How to complete this task ->
Count the lines in the entries that contain the string "static". State nothing but the number.
── Records for processing
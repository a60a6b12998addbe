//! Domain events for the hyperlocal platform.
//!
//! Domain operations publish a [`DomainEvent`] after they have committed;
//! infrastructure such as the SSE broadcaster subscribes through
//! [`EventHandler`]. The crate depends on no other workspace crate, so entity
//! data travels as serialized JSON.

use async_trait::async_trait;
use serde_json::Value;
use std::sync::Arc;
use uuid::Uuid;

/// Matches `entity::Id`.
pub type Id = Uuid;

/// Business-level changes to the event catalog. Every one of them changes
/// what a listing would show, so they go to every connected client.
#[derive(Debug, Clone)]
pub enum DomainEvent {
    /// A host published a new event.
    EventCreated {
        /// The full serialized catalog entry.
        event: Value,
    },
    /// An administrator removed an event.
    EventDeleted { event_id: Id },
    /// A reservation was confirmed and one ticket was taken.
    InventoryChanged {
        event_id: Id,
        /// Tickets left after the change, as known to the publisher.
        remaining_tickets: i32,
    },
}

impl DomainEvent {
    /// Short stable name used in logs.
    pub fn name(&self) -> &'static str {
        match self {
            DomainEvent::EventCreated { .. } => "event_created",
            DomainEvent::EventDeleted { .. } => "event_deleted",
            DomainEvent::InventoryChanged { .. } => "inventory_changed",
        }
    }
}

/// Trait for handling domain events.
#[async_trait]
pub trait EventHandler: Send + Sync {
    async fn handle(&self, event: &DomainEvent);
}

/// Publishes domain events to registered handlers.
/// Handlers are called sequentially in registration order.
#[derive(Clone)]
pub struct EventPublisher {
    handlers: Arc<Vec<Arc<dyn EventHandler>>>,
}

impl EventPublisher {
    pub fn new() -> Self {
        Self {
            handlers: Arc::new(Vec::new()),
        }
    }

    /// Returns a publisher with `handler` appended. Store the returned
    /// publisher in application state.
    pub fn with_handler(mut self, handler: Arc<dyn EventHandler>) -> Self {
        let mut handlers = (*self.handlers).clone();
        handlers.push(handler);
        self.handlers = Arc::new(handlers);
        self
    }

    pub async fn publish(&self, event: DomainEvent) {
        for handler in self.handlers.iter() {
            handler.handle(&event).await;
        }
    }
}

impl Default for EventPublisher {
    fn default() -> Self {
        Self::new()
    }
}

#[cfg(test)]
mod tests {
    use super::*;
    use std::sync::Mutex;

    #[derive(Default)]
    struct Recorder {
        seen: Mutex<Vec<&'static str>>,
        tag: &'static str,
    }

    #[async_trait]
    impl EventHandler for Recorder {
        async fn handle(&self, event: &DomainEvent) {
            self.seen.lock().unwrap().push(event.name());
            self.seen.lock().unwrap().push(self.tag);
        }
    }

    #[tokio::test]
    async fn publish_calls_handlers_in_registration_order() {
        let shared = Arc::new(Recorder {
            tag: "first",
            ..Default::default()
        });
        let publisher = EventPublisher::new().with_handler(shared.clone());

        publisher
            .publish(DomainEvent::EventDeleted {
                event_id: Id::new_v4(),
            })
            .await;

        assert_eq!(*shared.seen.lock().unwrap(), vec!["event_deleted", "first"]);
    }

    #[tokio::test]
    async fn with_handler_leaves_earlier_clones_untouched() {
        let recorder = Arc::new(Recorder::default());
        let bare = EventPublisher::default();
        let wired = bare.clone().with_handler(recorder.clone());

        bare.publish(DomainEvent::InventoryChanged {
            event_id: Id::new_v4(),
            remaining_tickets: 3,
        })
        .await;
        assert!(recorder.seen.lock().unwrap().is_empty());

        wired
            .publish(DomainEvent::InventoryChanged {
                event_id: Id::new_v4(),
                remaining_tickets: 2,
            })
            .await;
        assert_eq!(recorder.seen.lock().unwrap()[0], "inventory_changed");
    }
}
────
── Records for processing
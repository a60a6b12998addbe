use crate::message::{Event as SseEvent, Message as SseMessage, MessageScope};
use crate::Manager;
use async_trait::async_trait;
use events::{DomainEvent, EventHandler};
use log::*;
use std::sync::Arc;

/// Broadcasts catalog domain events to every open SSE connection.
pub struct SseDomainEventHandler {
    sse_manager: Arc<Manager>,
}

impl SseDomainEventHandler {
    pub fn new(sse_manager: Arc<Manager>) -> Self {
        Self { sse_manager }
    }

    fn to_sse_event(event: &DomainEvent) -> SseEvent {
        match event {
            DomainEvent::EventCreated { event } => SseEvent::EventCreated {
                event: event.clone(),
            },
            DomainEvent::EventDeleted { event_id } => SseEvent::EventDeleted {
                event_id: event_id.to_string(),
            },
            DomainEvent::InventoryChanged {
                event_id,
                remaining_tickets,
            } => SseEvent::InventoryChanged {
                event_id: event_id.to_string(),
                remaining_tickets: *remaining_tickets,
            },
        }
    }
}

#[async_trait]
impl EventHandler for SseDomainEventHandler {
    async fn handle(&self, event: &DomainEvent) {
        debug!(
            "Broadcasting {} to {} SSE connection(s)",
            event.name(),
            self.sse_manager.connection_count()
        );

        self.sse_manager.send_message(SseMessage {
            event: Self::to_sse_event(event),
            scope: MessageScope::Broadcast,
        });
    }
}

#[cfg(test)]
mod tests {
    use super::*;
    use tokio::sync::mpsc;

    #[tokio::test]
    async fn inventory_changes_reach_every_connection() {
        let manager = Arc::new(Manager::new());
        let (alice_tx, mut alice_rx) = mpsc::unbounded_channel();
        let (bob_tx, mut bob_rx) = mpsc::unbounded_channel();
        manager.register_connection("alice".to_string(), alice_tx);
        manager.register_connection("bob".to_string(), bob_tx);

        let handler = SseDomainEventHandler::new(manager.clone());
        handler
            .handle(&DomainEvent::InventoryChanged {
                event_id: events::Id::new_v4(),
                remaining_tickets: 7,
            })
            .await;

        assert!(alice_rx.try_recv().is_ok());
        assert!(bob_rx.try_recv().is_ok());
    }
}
────
Written solution ->
3